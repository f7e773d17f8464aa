//! Generic log record: an ordered multimap of string keys to string values.
//!
//! [`LogRecord`] is the currency type passed into [`Store::append`] and
//! returned by every read path.  Keys may repeat; insertion order is kept.
//! The store recognises a fixed set of well-known keys (see [`keys`]) and
//! maps them onto fixed header fields, everything else travels as a
//! free-form key/value pair.
//!
//! [`Store::append`]: crate::Store::append

/// Well-known keys recognised by the record codec.
pub mod keys {
    /// Seconds since the UNIX epoch.
    pub const TIME: &str = "Time";
    /// Nanosecond part of the timestamp.
    pub const TIME_NANOSEC: &str = "TimeNanoSec";
    /// Originating host.
    pub const HOST: &str = "Host";
    /// Sending program.
    pub const SENDER: &str = "Sender";
    /// Facility the message was logged under.
    pub const FACILITY: &str = "Facility";
    /// Sending process id.
    pub const PID: &str = "PID";
    /// Sending user id.
    pub const UID: &str = "UID";
    /// Sending group id.
    pub const GID: &str = "GID";
    /// Priority level (0 = emergency … 7 = debug).
    pub const LEVEL: &str = "Level";
    /// Message text.
    pub const MESSAGE: &str = "Message";
    /// User allowed to read the record.
    pub const READ_UID: &str = "ReadUID";
    /// Group allowed to read the record.
    pub const READ_GID: &str = "ReadGID";
    /// Store-assigned record identifier.
    pub const MSG_ID: &str = "ASLMessageID";
    /// Session identifier.
    pub const SESSION: &str = "Session";
    /// Process id of the process the message refers to.
    pub const REF_PID: &str = "RefPID";
    /// Name of the process the message refers to.
    pub const REF_PROC: &str = "RefProc";
}

/// A structured log record.
///
/// ```rust
/// use asldb::{LogRecord, keys};
///
/// let record = LogRecord::new()
///     .with(keys::SENDER, "kernel")
///     .with(keys::MESSAGE, "hello")
///     .with("Tag", "a")
///     .with("Tag", "b");
///
/// assert_eq!(record.get(keys::MESSAGE), Some("hello"));
/// assert_eq!(record.get_all("Tag").collect::<Vec<_>>(), ["a", "b"]);
/// ```
#[derive(Debug, Clone, Default, PartialEq, Eq)]
pub struct LogRecord {
    pairs: Vec<(String, String)>,
}

impl LogRecord {
    /// Creates an empty record.
    pub fn new() -> Self {
        Self::default()
    }

    /// Builder-style [`push`](Self::push).
    pub fn with(mut self, key: impl Into<String>, value: impl Into<String>) -> Self {
        self.push(key, value);
        self
    }

    /// Appends a key/value pair, keeping any existing values for `key`.
    pub fn push(&mut self, key: impl Into<String>, value: impl Into<String>) {
        self.pairs.push((key.into(), value.into()));
    }

    /// Returns the first value stored under `key`.
    pub fn get(&self, key: &str) -> Option<&str> {
        self.pairs
            .iter()
            .find(|(k, _)| k == key)
            .map(|(_, v)| v.as_str())
    }

    /// Returns every value stored under `key`, in insertion order.
    pub fn get_all<'a>(&'a self, key: &'a str) -> impl Iterator<Item = &'a str> + 'a {
        self.pairs
            .iter()
            .filter(move |(k, _)| k == key)
            .map(|(_, v)| v.as_str())
    }

    /// Returns `true` if at least one value is stored under `key`.
    pub fn contains_key(&self, key: &str) -> bool {
        self.pairs.iter().any(|(k, _)| k == key)
    }

    /// Iterates over all pairs in insertion order.
    pub fn iter(&self) -> impl Iterator<Item = (&str, &str)> {
        self.pairs.iter().map(|(k, v)| (k.as_str(), v.as_str()))
    }

    /// Number of key/value pairs.
    pub fn len(&self) -> usize {
        self.pairs.len()
    }

    /// Returns `true` if the record has no pairs.
    pub fn is_empty(&self) -> bool {
        self.pairs.is_empty()
    }

    /// The store-assigned identifier, if the record carries one.
    pub fn id(&self) -> Option<u64> {
        self.get(keys::MSG_ID)?.parse().ok()
    }

    /// The message text, if present.
    pub fn message(&self) -> Option<&str> {
        self.get(keys::MESSAGE)
    }
}

impl<K: Into<String>, V: Into<String>> FromIterator<(K, V)> for LogRecord {
    fn from_iter<I: IntoIterator<Item = (K, V)>>(iter: I) -> Self {
        Self {
            pairs: iter
                .into_iter()
                .map(|(k, v)| (k.into(), v.into()))
                .collect(),
        }
    }
}

// ------------------------------------------------------------------------------------------------
// Unit tests
// ------------------------------------------------------------------------------------------------

#[cfg(test)]
mod tests {
    use super::*;

    #[test]
    fn multimap_keeps_order_and_duplicates() {
        let record: LogRecord = [("A", "1"), ("B", "2"), ("A", "3")].into_iter().collect();

        assert_eq!(record.len(), 3);
        assert_eq!(record.get("A"), Some("1"));
        assert_eq!(record.get_all("A").collect::<Vec<_>>(), ["1", "3"]);
        assert_eq!(
            record.iter().collect::<Vec<_>>(),
            [("A", "1"), ("B", "2"), ("A", "3")]
        );
    }

    #[test]
    fn value_outlives_the_lookup_key() {
        let record = LogRecord::new().with("Volume", "/Volumes/Archive");
        let value = {
            let key = String::from("Volume");
            record.get(&key)
        };
        assert_eq!(value, Some("/Volumes/Archive"));
    }

    #[test]
    fn missing_key() {
        let record = LogRecord::new().with(keys::HOST, "box");
        assert!(record.get(keys::SENDER).is_none());
        assert!(!record.contains_key(keys::SENDER));
        assert!(record.contains_key(keys::HOST));
        assert!(!record.is_empty());
    }

    #[test]
    fn id_parses_message_id() {
        let record = LogRecord::new().with(keys::MSG_ID, "42");
        assert_eq!(record.id(), Some(42));

        let bad = LogRecord::new().with(keys::MSG_ID, "forty-two");
        assert_eq!(bad.id(), None);
    }
}
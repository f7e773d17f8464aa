//! Chain navigation.
//!
//! A cursor is either *unpositioned* or sits on one log record (its offset
//! and identifier).  Navigation never trusts a stored pointer: every target
//! must move strictly away from the current record in the direction of
//! travel and its whole record must fit inside the file.  A pointer that
//! fails either check ends the chain at that point.
//!
//! [`Cursor`] is the seam shared by current-format stores and legacy
//! readers; the merge engine and compaction are written against it.

use std::cmp::Ordering;

use tracing::{debug, trace, warn};

use crate::StoreError;
use crate::encoding::{Decode, EncodingError};
use crate::record::LogRecord;

use super::codec::{MESSAGE_FIXED_LEN, NEXT_FIELD};
use super::header::HEADER_LEN;
use super::{Offset, RECORD_PREFIX_LEN, Store, TYPE_MESSAGE};

/// Direction of travel along the chain.
#[derive(Debug, Clone, Copy, PartialEq, Eq, Hash)]
pub enum Direction {
    /// Increasing identifiers, head to tail.
    Forward,
    /// Decreasing identifiers, tail to head.
    Backward,
}

/// Navigation over a chain of identified log records.
///
/// Positioning methods return the identifier of the record the cursor
/// landed on.  [`StoreError::NoRecords`] means there is nothing in that
/// direction and leaves the cursor unpositioned.
pub trait Cursor {
    /// Moves to the first record.
    fn to_first(&mut self) -> Result<u64, StoreError>;

    /// Moves to the last record.
    fn to_last(&mut self) -> Result<u64, StoreError>;

    /// Moves to the following record.
    fn to_next(&mut self) -> Result<u64, StoreError>;

    /// Moves to the preceding record.
    fn to_previous(&mut self) -> Result<u64, StoreError>;

    /// Identifier under the cursor, `None` when unpositioned.
    fn cursor_id(&self) -> Option<u64>;

    /// Decodes the record under the cursor.
    fn read_current(&mut self) -> Result<LogRecord, StoreError>;

    /// Moves one record in `direction`.
    fn advance(&mut self, direction: Direction) -> Result<u64, StoreError> {
        match direction {
            Direction::Forward => self.to_next(),
            Direction::Backward => self.to_previous(),
        }
    }

    /// Moves to the record with identifier `id`.
    ///
    /// Walks from the current record (or the head when unpositioned) toward
    /// `id`.  Fails with [`StoreError::NoSuchRecord`] when the walk passes
    /// over `id` or runs off the chain.
    fn seek(&mut self, id: u64) -> Result<(), StoreError> {
        let missing = |e: StoreError| match e {
            StoreError::NoRecords => StoreError::NoSuchRecord(id),
            other => other,
        };

        let mut current = match self.cursor_id() {
            Some(current) => current,
            None => self.to_first().map_err(missing)?,
        };

        loop {
            match current.cmp(&id) {
                Ordering::Equal => return Ok(()),
                Ordering::Less => {
                    current = self.to_next().map_err(missing)?;
                    if current > id {
                        return Err(StoreError::NoSuchRecord(id));
                    }
                }
                Ordering::Greater => {
                    current = self.to_previous().map_err(missing)?;
                    if current < id {
                        return Err(StoreError::NoSuchRecord(id));
                    }
                }
            }
        }
    }

    /// Positions on the first record at or beyond `start` in `direction`:
    /// the lowest id `>= start` going forward, the highest id `<= start`
    /// going backward.
    fn position_at(&mut self, start: u64, direction: Direction) -> Result<u64, StoreError> {
        match direction {
            Direction::Forward => {
                let mut id = self.to_first()?;
                while id < start {
                    id = self.to_next()?;
                }
                Ok(id)
            }
            Direction::Backward => {
                let mut id = self.to_last()?;
                while id > start {
                    id = self.to_previous()?;
                }
                Ok(id)
            }
        }
    }
}

// ------------------------------------------------------------------------------------------------
// Store navigation
// ------------------------------------------------------------------------------------------------

/// Pointers and identifier of one log record.
#[derive(Debug, Clone, Copy)]
pub(crate) struct Links {
    pub(crate) next: Offset,
    pub(crate) id: u64,
    pub(crate) previous: Offset,
}

impl Store {
    /// Payload length of the log record at `offset`, or `None` if no
    /// complete log record starts there.
    pub(crate) fn record_span(&self, offset: Offset) -> Result<Option<u32>, StoreError> {
        if offset.get() < HEADER_LEN {
            return Ok(None);
        }
        let Some(body) = offset.checked_add(RECORD_PREFIX_LEN) else {
            return Ok(None);
        };
        if body.get() > self.file_size {
            return Ok(None);
        }

        let (tag, len) = self.read_prefix(offset)?;
        if tag != TYPE_MESSAGE || len < MESSAGE_FIXED_LEN {
            return Ok(None);
        }
        match body.checked_add(u64::from(len)) {
            Some(end) if end.get() <= self.file_size => Ok(Some(len)),
            _ => Ok(None),
        }
    }

    /// Reads the chain pointers of the record at `offset`, or `None` if no
    /// complete log record starts there.
    pub(crate) fn read_links(&self, offset: Offset) -> Result<Option<Links>, StoreError> {
        let Some(len) = self.record_span(offset)? else {
            return Ok(None);
        };

        let mut head = [0u8; 16];
        self.read_exact_at(Offset::new(offset.get() + NEXT_FIELD), &mut head)?;
        let corrupt = |e: EncodingError| StoreError::read_failed(offset, e.to_string());
        let (next, n) = Offset::decode_from(&head).map_err(corrupt)?;
        let (id, _) = u64::decode_from(&head[n..]).map_err(corrupt)?;

        let mut tail = [0u8; 8];
        let previous_at = offset.get() + RECORD_PREFIX_LEN + u64::from(len) - 8;
        self.read_exact_at(Offset::new(previous_at), &mut tail)?;
        let (previous, _) = Offset::decode_from(&tail).map_err(corrupt)?;

        Ok(Some(Links { next, id, previous }))
    }

    /// Last reachable record, starting from the recorded tail when it is a
    /// complete record and from the head otherwise.  [`Offset::NULL`] if
    /// neither is usable.
    pub(crate) fn find_tail(&self) -> Result<Offset, StoreError> {
        let start = if self.record_span(self.header.last)?.is_some() {
            self.header.last
        } else {
            self.header.first
        };
        let Some(mut links) = self.read_links(start)? else {
            return Ok(Offset::NULL);
        };

        let mut tail = start;
        while !links.next.is_null() && links.next > tail {
            match self.read_links(links.next)? {
                Some(next_links) => {
                    tail = links.next;
                    links = next_links;
                }
                None => break,
            }
        }
        Ok(tail)
    }

    /// Offset of the record under the cursor.
    pub fn cursor_offset(&self) -> Offset {
        self.cursor
    }

    fn land(&mut self, offset: Offset, id: u64) -> u64 {
        self.cursor = offset;
        self.cursor_id = id;
        trace!(offset = %offset, id, "cursor moved");
        id
    }

    fn unposition(&mut self) -> StoreError {
        self.cursor = Offset::NULL;
        self.cursor_id = 0;
        StoreError::NoRecords
    }

    /// Lands on `offset` if it holds a complete record, else unpositions.
    fn land_checked(&mut self, offset: Offset) -> Result<u64, StoreError> {
        match self.read_links(offset)? {
            Some(links) => Ok(self.land(offset, links.id)),
            None => Err(self.unposition()),
        }
    }

    /// Follows one chain pointer from the record under the cursor.
    fn step(&mut self, direction: Direction) -> Result<u64, StoreError> {
        self.ensure_open()?;
        let from = self.cursor;
        if from.is_null() {
            return Err(StoreError::NoRecords);
        }
        let Some(links) = self.read_links(from)? else {
            warn!(offset = %from, "record under the cursor no longer fits the file");
            return Err(self.unposition());
        };

        let (to, moves_away) = match direction {
            Direction::Forward => (links.next, links.next > from),
            Direction::Backward => (links.previous, links.previous < from),
        };
        if to.is_null() {
            return Err(self.unposition());
        }
        if !moves_away {
            warn!(from = %from, to = %to, ?direction, "chain pointer does not advance");
            return Err(self.unposition());
        }

        match self.read_links(to)? {
            Some(target) => Ok(self.land(to, target.id)),
            None => {
                warn!(from = %from, to = %to, ?direction, "chain pointer targets an incomplete record");
                Err(self.unposition())
            }
        }
    }
}

impl Cursor for Store {
    fn to_first(&mut self) -> Result<u64, StoreError> {
        self.ensure_open()?;
        let head = self.header.first;
        if head.is_null() {
            return Err(self.unposition());
        }
        self.land_checked(head).inspect_err(|_| {
            warn!(offset = %head, "head record does not fit the file");
        })
    }

    fn to_last(&mut self) -> Result<u64, StoreError> {
        self.ensure_open()?;
        if self.header.first.is_null() {
            return Err(self.unposition());
        }

        let mut tail = self.header.last;
        if self.record_span(tail)?.is_none() {
            debug!(recorded = %tail, "recorded tail is unusable; walking the chain");
            tail = self.find_tail()?;
        }
        if tail.is_null() {
            return Err(self.unposition());
        }
        self.land_checked(tail)
    }

    fn to_next(&mut self) -> Result<u64, StoreError> {
        self.step(Direction::Forward)
    }

    fn to_previous(&mut self) -> Result<u64, StoreError> {
        self.step(Direction::Backward)
    }

    fn cursor_id(&self) -> Option<u64> {
        (!self.cursor.is_null()).then_some(self.cursor_id)
    }

    fn read_current(&mut self) -> Result<LogRecord, StoreError> {
        if self.cursor.is_null() {
            return Err(StoreError::NoRecords);
        }
        self.fetch(self.cursor)
    }
}
//! Fixed-width big-endian fields for the store file format.
//!
//! Every structure in a store file is a run of fixed-width fields: the
//! 80-byte header, the `[type u16][len u32]` record prefix, the 108 fixed
//! bytes of a log record, and the 8-byte string and offset references.
//! Nothing is length-prefixed at this level; variable parts (string object
//! bytes, key/value reference pairs) are sized by the record prefix and
//! read by the store itself.
//!
//! [`Encode`] appends a value to a buffer.  [`Decode`] reads one value from
//! the front of a slice and reports how many bytes it consumed, so struct
//! impls walk a record with `off += n`.  Running out of bytes is an
//! [`EncodingError`], which the store turns into a read failure at the
//! record's offset.
//!
//! | Rust type | On disk                         |
//! |-----------|---------------------------------|
//! | `u8`      | 1 byte                          |
//! | `u16`     | 2 bytes, big-endian             |
//! | `u32`     | 4 bytes, big-endian             |
//! | `u64`     | 8 bytes, big-endian             |
//! | `[u8; N]` | `N` raw bytes (header marker)   |


use thiserror::Error;

// ------------------------------------------------------------------------------------------------
// Error type
// ------------------------------------------------------------------------------------------------

/// Errors produced during encoding or decoding.
#[derive(Debug, Error)]
pub enum EncodingError {
    /// The buffer ran out of bytes before decoding completed.
    #[error("unexpected end of buffer (need {needed} bytes, have {available})")]
    UnexpectedEof {
        /// Bytes required to continue decoding.
        needed: usize,
        /// Bytes actually remaining.
        available: usize,
    },

    /// A length or count exceeded what the wire format can carry.
    #[error("length overflow: {0}")]
    LengthOverflow(String),
}

// ------------------------------------------------------------------------------------------------
// Core traits
// ------------------------------------------------------------------------------------------------

/// Serialize `self` into a byte buffer.
///
/// Implementations **must** produce deterministic output: the same
/// logical value always yields the exact same byte sequence.
pub trait Encode {
    /// Append the encoded representation of `self` to `buf`.
    fn encode_to(&self, buf: &mut Vec<u8>) -> Result<(), EncodingError>;
}

/// Deserialize a value from a byte slice.
///
/// Returns `(value, bytes_consumed)` on success so that callers can
/// advance a cursor through a buffer containing multiple encoded items.
pub trait Decode: Sized {
    /// Decode one value starting at `buf[0]`.
    fn decode_from(buf: &[u8]) -> Result<(Self, usize), EncodingError>;
}

// ------------------------------------------------------------------------------------------------
// Convenience functions
// ------------------------------------------------------------------------------------------------

/// Encode a value into a freshly-allocated `Vec<u8>`.
pub fn encode_to_vec<T: Encode>(value: &T) -> Result<Vec<u8>, EncodingError> {
    let mut buf = Vec::new();
    value.encode_to(&mut buf)?;
    Ok(buf)
}

/// Convert a `usize` length to `u32`, returning [`EncodingError::LengthOverflow`]
/// if the value exceeds `u32::MAX`.
#[inline]
pub fn len_to_u32(len: usize) -> Result<u32, EncodingError> {
    u32::try_from(len)
        .map_err(|_| EncodingError::LengthOverflow(format!("length {len} exceeds u32::MAX")))
}

// ------------------------------------------------------------------------------------------------
// Internal helpers
// ------------------------------------------------------------------------------------------------

/// Verify that `buf` has at least `needed` bytes, returning
/// [`EncodingError::UnexpectedEof`] if not.
#[inline]
fn require(buf: &[u8], needed: usize) -> Result<(), EncodingError> {
    if buf.len() < needed {
        Err(EncodingError::UnexpectedEof {
            needed,
            available: buf.len(),
        })
    } else {
        Ok(())
    }
}

/// Copy the first `N` bytes of `buf` into an array.
#[inline]
fn take_array<const N: usize>(buf: &[u8]) -> Result<[u8; N], EncodingError> {
    require(buf, N)?;
    let mut arr = [0u8; N];
    arr.copy_from_slice(&buf[..N]);
    Ok(arr)
}

// ------------------------------------------------------------------------------------------------
// Primitive implementations: unsigned integers
// ------------------------------------------------------------------------------------------------

impl Encode for u8 {
    #[inline]
    fn encode_to(&self, buf: &mut Vec<u8>) -> Result<(), EncodingError> {
        buf.push(*self);
        Ok(())
    }
}

impl Decode for u8 {
    #[inline]
    fn decode_from(buf: &[u8]) -> Result<(Self, usize), EncodingError> {
        require(buf, 1)?;
        Ok((buf[0], 1))
    }
}

impl Encode for u16 {
    #[inline]
    fn encode_to(&self, buf: &mut Vec<u8>) -> Result<(), EncodingError> {
        buf.extend_from_slice(&self.to_be_bytes());
        Ok(())
    }
}

impl Decode for u16 {
    #[inline]
    fn decode_from(buf: &[u8]) -> Result<(Self, usize), EncodingError> {
        Ok((u16::from_be_bytes(take_array(buf)?), 2))
    }
}

impl Encode for u32 {
    #[inline]
    fn encode_to(&self, buf: &mut Vec<u8>) -> Result<(), EncodingError> {
        buf.extend_from_slice(&self.to_be_bytes());
        Ok(())
    }
}

impl Decode for u32 {
    #[inline]
    fn decode_from(buf: &[u8]) -> Result<(Self, usize), EncodingError> {
        Ok((u32::from_be_bytes(take_array(buf)?), 4))
    }
}

impl Encode for u64 {
    #[inline]
    fn encode_to(&self, buf: &mut Vec<u8>) -> Result<(), EncodingError> {
        buf.extend_from_slice(&self.to_be_bytes());
        Ok(())
    }
}

impl Decode for u64 {
    #[inline]
    fn decode_from(buf: &[u8]) -> Result<(Self, usize), EncodingError> {
        Ok((u64::from_be_bytes(take_array(buf)?), 8))
    }
}

// ------------------------------------------------------------------------------------------------
// Fixed-size byte arrays
// ------------------------------------------------------------------------------------------------

impl<const N: usize> Encode for [u8; N] {
    #[inline]
    fn encode_to(&self, buf: &mut Vec<u8>) -> Result<(), EncodingError> {
        buf.extend_from_slice(self);
        Ok(())
    }
}

impl<const N: usize> Decode for [u8; N] {
    #[inline]
    fn decode_from(buf: &[u8]) -> Result<(Self, usize), EncodingError> {
        Ok((take_array(buf)?, N))
    }
}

════════

REQUIRED ACTION -> Pull out each line of the records holding the string "under".

SOLUTION FOR THIS TASK ->
    /// Facility the message was logged under.
    /// Returns the first value stored under `key`.
    /// Returns every value stored under `key`, in insertion order.
    /// Returns `true` if at least one value is stored under `key`.
    /// Identifier under the cursor, `None` when unpositioned.
    /// Decodes the record under the cursor.
    /// Offset of the record under the cursor.
    /// Follows one chain pointer from the record under the cursor.
            warn!(offset = %from, "record under the cursor no longer fits the file");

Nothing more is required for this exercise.